A strong rally among power producers and oil-related shares led Shanghai's key stock index higher today after the government raised fuel prices and said it will increase power fees.
The Shanghai Composite Index, which tracks yuan-denominated A shares and hard-currency B shares, jumped 3.01 percent, or 82.86 points, to 2,831.74 at 3pm. The surge comes one day after the market sank 6.54 percent.
Gainers in the Shanghai market outnumbered losers 558 to 222 while 13 were unchanged. The index lost 37.06 points or 1.3 percent on the week.
The Shenzhen Composite Index, which tracks the smaller domestic stock exchange, was up 1.82 percent, or 14.19 points, to 794.75.
China Petroleum & Chemical Corp and PetroChina Ltd, the nation's two largest oil refiners, gained after the price of gasoline and diesel was increased by at least 17 percent.
Huaneng Power International Inc, the listed unit of China's largest power group, led utilities higher.
Haitong Securities Co paced gains by brokerages after the nation's financial regulator imposed a lockup on some shareholders.

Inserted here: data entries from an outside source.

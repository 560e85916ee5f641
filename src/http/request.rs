//! Request handling and transformation.
//!
//! # Responsibilities
//! - Assign every inbound request an `x-request-id`
//! - Capture the parts of an inbound request a relay needs (wildcard path,
//!   query pairs, body)
//! - Build the authenticated outbound request descriptor for a backend

use std::collections::BTreeMap;

use axum::body::Bytes;
use axum::http::{HeaderValue, Request};
use base64::engine::general_purpose::STANDARD;
use base64::Engine;
use tower_http::request_id::{MakeRequestId, RequestId};
use uuid::Uuid;

use crate::config::ConfigEntry;

/// Ordered query pairs. Repeated keys are kept, so `a=1&a=2` survives a relay.
pub type QueryParams = Vec<(String, String)>;

/// Generates a UUID v4 `x-request-id` for requests that arrive without one.
#[derive(Debug, Clone, Copy, Default)]
pub struct UuidRequestId;

impl MakeRequestId for UuidRequestId {
    fn make_request_id<B>(&mut self, _request: &Request<B>) -> Option<RequestId> {
        HeaderValue::from_str(&Uuid::new_v4().to_string())
            .ok()
            .map(RequestId::new)
    }
}

/// What a relay needs from an inbound request.
#[derive(Debug, Clone, Default)]
pub struct InboundRequest {
    /// Trailing wildcard segment of the route, without the leading slash.
    pub path: String,
    pub query: QueryParams,
    pub body: Bytes,
    pub content_type: Option<HeaderValue>,
}

impl InboundRequest {
    /// Capture a bodyless request from its wildcard path and raw query string.
    pub fn new(path: impl Into<String>, raw_query: Option<&str>) -> Self {
        Self {
            path: path.into(),
            query: parse_query(raw_query.unwrap_or_default()),
            ..Default::default()
        }
    }

    /// Attach the body to relay, with its content type.
    pub fn with_body(mut self, content_type: Option<HeaderValue>, body: Bytes) -> Self {
        self.content_type = content_type;
        self.body = body;
        self
    }

    /// The inbound query with `key` set to `value`, replacing any value the
    /// caller sent for it.
    pub fn query_with(&self, key: &str, value: &str) -> QueryParams {
        let mut query: QueryParams = self
            .query
            .iter()
            .filter(|(existing, _)| existing != key)
            .cloned()
            .collect();
        query.push((key.to_string(), value.to_string()));
        query
    }
}

fn parse_query(raw: &str) -> QueryParams {
    url::form_urlencoded::parse(raw.as_bytes())
        .into_owned()
        .collect()
}

/// Everything needed to issue one authenticated call to a backend.
///
/// Built per inbound request and dropped once the call completes.
#[derive(Debug, Clone, PartialEq, Eq)]
pub struct OutboundRequest {
    pub target_path: String,
    /// `host[:port]` of the backend.
    pub base_url: String,
    pub headers: BTreeMap<String, String>,
    pub query: QueryParams,
}

impl OutboundRequest {
    /// Descriptor carrying `Authorization: Basic base64(username:password)`.
    ///
    /// The caller must already have checked that `entry.password` is set.
    pub fn basic_auth(inbound: &InboundRequest, entry: &ConfigEntry) -> Self {
        let credentials = format!(
            "{}:{}",
            entry.username.as_deref().unwrap_or_default(),
            entry.password.as_deref().unwrap_or_default()
        );
        let mut headers = BTreeMap::new();
        headers.insert(
            "Authorization".to_string(),
            format!("Basic {}", STANDARD.encode(credentials)),
        );

        Self {
            target_path: inbound.path.clone(),
            base_url: entry.base_url(),
            headers,
            query: inbound.query.clone(),
        }
    }

    /// Descriptor for API-key backends.
    ///
    /// With `header_name` the key is sent in that header. `query` replaces the
    /// inbound query; backends that take the key as a query parameter get it
    /// that way, since no header is set without `header_name`.
    pub fn api_key(
        inbound: &InboundRequest,
        entry: &ConfigEntry,
        header_name: Option<&str>,
        query: Option<QueryParams>,
    ) -> Self {
        let mut headers = BTreeMap::new();
        if let (Some(name), Some(key)) = (header_name, entry.apikey.as_deref()) {
            headers.insert(name.to_string(), key.to_string());
        }

        Self {
            target_path: inbound.path.clone(),
            base_url: entry.base_url(),
            headers,
            query: query.unwrap_or_else(|| inbound.query.clone()),
        }
    }

    /// Absolute URL of the call, without the query.
    pub fn url(&self) -> String {
        format!(
            "{}/{}",
            self.base_url.trim_end_matches('/'),
            self.target_path.trim_start_matches('/')
        )
    }
}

China Petroleum & Chemical Corp, known as Sinopec, jumped 2.07 percent to 12.83 yuan (US$1.87) while PetroChina, the biggest oil producer and largest stock by market capitalization, increased 4.55 percent to 15.86 yuan.

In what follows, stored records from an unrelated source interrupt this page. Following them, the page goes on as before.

//! Shared utilities for integration testing.

use std::net::SocketAddr;
use std::sync::{Arc, Mutex};

use axum::{
    body::{Body, Bytes},
    extract::{Request, State},
    http::{HeaderMap, Method, StatusCode},
    response::{IntoResponse, Response},
    Router,
};
use homer_proxy::config::{AuthKind, ConfigEntry, NamedConfigEntry};
use homer_proxy::{GatewayConfig, GatewayServer};
use tokio::net::TcpListener;
use tower::ServiceExt;

/// One request as seen by a mock backend.
#[derive(Debug, Clone)]
#[allow(dead_code)]
pub struct Recorded {
    pub method: Method,
    pub path: String,
    pub query: Option<String>,
    pub headers: HeaderMap,
    pub body: Bytes,
}

/// A running mock backend with a log of everything it received.
#[derive(Clone)]
pub struct MockBackend {
    pub addr: SocketAddr,
    requests: Arc<Mutex<Vec<Recorded>>>,
}

#[allow(dead_code)]
impl MockBackend {
    pub fn calls(&self) -> usize {
        self.requests.lock().unwrap().len()
    }

    pub fn last(&self) -> Recorded {
        self.requests.lock().unwrap().last().cloned().expect("no request recorded")
    }

    /// A credentials entry pointing at this backend.
    pub fn credentials_entry(&self, username: &str, password: Option<&str>) -> ConfigEntry {
        ConfigEntry {
            host: "http://127.0.0.1".into(),
            port: Some(self.addr.port().to_string()),
            auth: AuthKind::Credentials,
            username: Some(username.into()),
            password: password.map(String::from),
            apikey: None,
        }
    }

    /// An API-key entry pointing at this backend.
    pub fn apikey_entry(&self, apikey: Option<&str>) -> ConfigEntry {
        ConfigEntry {
            host: "http://127.0.0.1".into(),
            port: Some(self.addr.port().to_string()),
            auth: AuthKind::Apikey,
            username: None,
            password: None,
            apikey: apikey.map(String::from),
        }
    }

    pub fn named(&self, name: &str, password: &str) -> NamedConfigEntry {
        NamedConfigEntry {
            name: name.into(),
            entry: self.credentials_entry("admin", Some(password)),
        }
    }
}

#[derive(Clone)]
struct MockState {
    requests: Arc<Mutex<Vec<Recorded>>>,
    status: StatusCode,
    content_type: &'static str,
    body: &'static str,
}

async fn record(State(mock): State<MockState>, request: Request) -> Response {
    let (parts, body) = request.into_parts();
    let body = axum::body::to_bytes(body, usize::MAX).await.unwrap_or_default();
    mock.requests.lock().unwrap().push(Recorded {
        method: parts.method,
        path: parts.uri.path().to_string(),
        query: parts.uri.query().map(String::from),
        headers: parts.headers,
        body,
    });
    (
        mock.status,
        [("content-type", mock.content_type)],
        mock.body,
    )
        .into_response()
}

/// Start a mock backend on an ephemeral port that answers every request
/// with a fixed status and JSON body.
pub async fn start_backend(status: StatusCode, body: &'static str) -> MockBackend {
    let requests = Arc::new(Mutex::new(Vec::new()));
    let state = MockState {
        requests: requests.clone(),
        status,
        content_type: "application/json",
        body,
    };
    let app = Router::new().fallback(record).with_state(state);
    let addr = serve(app).await;
    MockBackend { addr, requests }
}

/// Serve `app` on an ephemeral local port.
pub async fn serve(app: Router) -> SocketAddr {
    let listener = TcpListener::bind("127.0.0.1:0").await.unwrap();
    let addr = listener.local_addr().unwrap();
    tokio::spawn(async move {
        let _ = axum::serve(listener, app).await;
    });
    addr
}

/// Drive the gateway router in-process and collect the response.
#[allow(dead_code)]
pub async fn send(
    config: GatewayConfig,
    method: &str,
    uri: &str,
    body: Option<(&str, &'static str)>,
) -> (StatusCode, HeaderMap, String) {
    let server = GatewayServer::new(config).unwrap();
    let mut builder = axum::http::Request::builder().method(method).uri(uri);
    let body = match body {
        Some((content_type, payload)) => {
            builder = builder.header("content-type", content_type);
            Body::from(payload)
        }
        None => Body::empty(),
    };
    let response = server.router().oneshot(builder.body(body).unwrap()).await.unwrap();
    let status = response.status();
    let headers = response.headers().clone();
    let bytes = axum::body::to_bytes(response.into_body(), usize::MAX).await.unwrap();
    (status, headers, String::from_utf8_lossy(&bytes).into_owned())
}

Gasoline prices will increase 17 percent to 6,980 yuan a metric ton today, diesel will rise 18 percent and jet fuel will climb 25 percent, the National Development and Reform Commission said on its Website late yesterday.

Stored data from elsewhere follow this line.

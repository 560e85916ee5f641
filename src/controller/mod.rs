//! Network controller (UniFi) session client.
//!
//! # Data Flow
//! ```text
//! ControllerSession::connect   GET  /              → Classic | UnifiOs (x-csrf-token)
//!     → login()                POST /api/login      → LoggedIn | LoginRejected
//!     → site_stats()           GET  /api/stat/sites → Vec<site>
//!     → logout()               POST /api/logout     (consumes the session)
//!
//! UniFi OS: /api/auth/login, /proxy/network/api/stat/sites, /api/auth/logout,
//! with the latest CSRF token echoed on every call.
//! ```
//!
//! # Design Decisions
//! - Each session owns its own cookie-jar client; nothing is shared between
//!   inbound requests
//! - The state machine is encoded in types: only a `LoggedIn` session can
//!   fetch stats or log out

pub mod session;

pub use session::{ControllerKind, ControllerSession, LoggedIn, SessionError};
//! Container management UI. API key in the `X-Api-Key` header.

use axum::{
    extract::{Path, RawQuery, State},
    response::Response,
    routing::get,
    Router,
};

use crate::http::relay::{self, Auth};
use crate::http::{AppState, InboundRequest, RelayError};

pub const BACKEND: &str = "portainer";

const API_KEY_HEADER: &str = "X-Api-Key";

pub fn routes() -> Router<AppState> {
    Router::new().route("/portainer/{*path}", get(proxy))
}

async fn proxy(
    State(state): State<AppState>,
    Path(path): Path<String>,
    RawQuery(query): RawQuery,
) -> Result<Response, RelayError> {
    let inbound = InboundRequest::new(path, query.as_deref());
    let auth = Auth::ApiKey {
        header: Some(API_KEY_HEADER),
        query: None,
    };
    relay::get(&state, BACKEND, state.config.portainer.as_ref(), auth, &inbound).await
}
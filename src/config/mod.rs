//! Configuration management subsystem.
//!
//! # Data Flow
//! ```text
//! config file (TOML)
//!     → loader.rs (parse & deserialize)
//!     → validation.rs (semantic checks)
//!     → secrets.rs (fill passwords / API keys from the environment)
//!     → GatewayConfig (immutable snapshot)
//!     → shared via Arc to every route handler
//! ```
//!
//! # Design Decisions
//! - Config is immutable once loaded; changes require a restart
//! - Any load failure at startup is fatal
//! - Secrets live only in the environment, never in the file

pub mod loader;
pub mod schema;
pub mod secrets;
pub mod validation;

pub use loader::{load_config, ConfigError};
pub use schema::{AuthKind, ConfigEntry, GatewayConfig, NamedConfigEntry, OutboundConfig, ServerConfig};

Besides, the government will increase electricity prices by an average 0.025 yuan a kilowatt-hour, or 4.7 percent, on July 1 and cap prices of coal burned in power stations until the end of this year, the commission said.
Huaneng Power gained 10 percent, the daily limit, to 8.79 yuan. Huadian Power International Corp, a unit of the country's fourth-biggest electricity producer, also surged 10 percent to 5.15 yuan.